Condizioni di neve 15.1.2016
15.01.2016
VALUTAZIONE DEL RISCHIO
Il pericolo di valanghe è moderato, 2° grado, in alta montagna sopra i 2100 m circa, e basso, 1° grado, più in basso e altrove nelle nostre montagne.
In alta montagna si possono provocare valanghe su pendii più ripidi e in zone con neve ventata caricando il manto nevoso. La neve non si è ancora stabilizzata a sufficienza. Non si prevedono più valanghe spontanee in maggioranza. Più in basso, a causa della superficie dura e parzialmente ghiacciata del vecchio manto nevoso, c'è pericolo di scivolamento.

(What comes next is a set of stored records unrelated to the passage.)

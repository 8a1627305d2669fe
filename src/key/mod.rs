pub(crate) mod transform;
//! gifkey turns a solid background colour in an animated GIF into transparency.
//!
//! The library is a short linear pipeline:
//!
//! 1. **Decode**: GIF bytes -> [`Sequence`] of full-canvas RGBA8 [`Frame`]s with durations
//! 2. **Key**: every pixel inside the [`ColorKey`] tolerance cube becomes `(255, 255, 255, 0)`
//! 3. **Encode**: the keyed frames stream into a [`FrameSink`]; [`GifSink`] writes one looping
//!    GIF with background disposal and palette index 0 as the shared transparent slot
//!
//! [`remove_background`] runs all three stages for a pair of paths.
#![forbid(unsafe_code)]
#![deny(missing_docs)]

mod decode;
mod foundation;
mod key;
mod pipeline;

/// Encoding sinks.
pub mod encode;
/// `tracing` subscriber setup for the command-line tool.
pub mod logging;

pub use crate::decode::frames::{decode_gif, read_gif};
pub use crate::encode::gif::{GifSink, GifSinkOpts, delay_centis, encode_gif, ensure_parent_dir};
pub use crate::encode::palette::{IndexedFrame, TRANSPARENT_INDEX, index_frame};
pub use crate::encode::sink::{FrameSink, InMemorySink, SinkConfig};
pub use crate::foundation::core::{
    ColorKey, DEFAULT_FRAME_DURATION_MS, Disposal, Frame, FrameRGBA, Sequence, TRANSPARENT_RGBA,
    parse_rgb,
};
pub use crate::foundation::error::{GifkeyError, GifkeyResult};
pub use crate::key::transform::{
    KeyStats, KeyThreading, key_frame, key_frame_in_place, key_pixel, key_sequence,
};
pub use crate::pipeline::{KeyOpts, KeyReport, remove_background, write_sequence};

CONDIZIONI DI NEVE e STATO ATTUALE DEL MANTONE NEVOSO
Dalle ieri sono caduti localmente nelle nostre montagne da 5 a circa 10 cm di neve. Ha nevicato su una base crostosa o anche dura e parzialmente ghiacciata. La nuova neve non si è unita bene alla vecchia nella maggior parte dei casi. Il vento da sudovest ha spazzato via completamente la nuova neve in cumuli nelle zone esposte. Ma poiché la nuova neve è poca, il rischio di valanghe non è aumentato molto. Attualmente il manto nevoso è morbido in superficie, sotto la nuova neve c'è una crosta che non regge una persona. Sotto i 2100 m circa, sotto la nuova neve c'è una base dura e parzialmente ghiacciata, quindi lì c'è pericolo di scivolamento, che però non è evidente a prima vista in molti posti.
L'altezza del manto nevoso è molto irregolare. La neve più abbondante è in alta montagna delle Giulie, fino a circa 150 cm. Altrove in alta montagna ce n'è fino a circa 50 cm o anche meno. Un manto nevoso significativo arriva fino a circa 1500 m nelle Alpi Giulie, altrove un po' più in alto, più in basso al massimo 10 cm di nuova neve caduta su terreno nudo.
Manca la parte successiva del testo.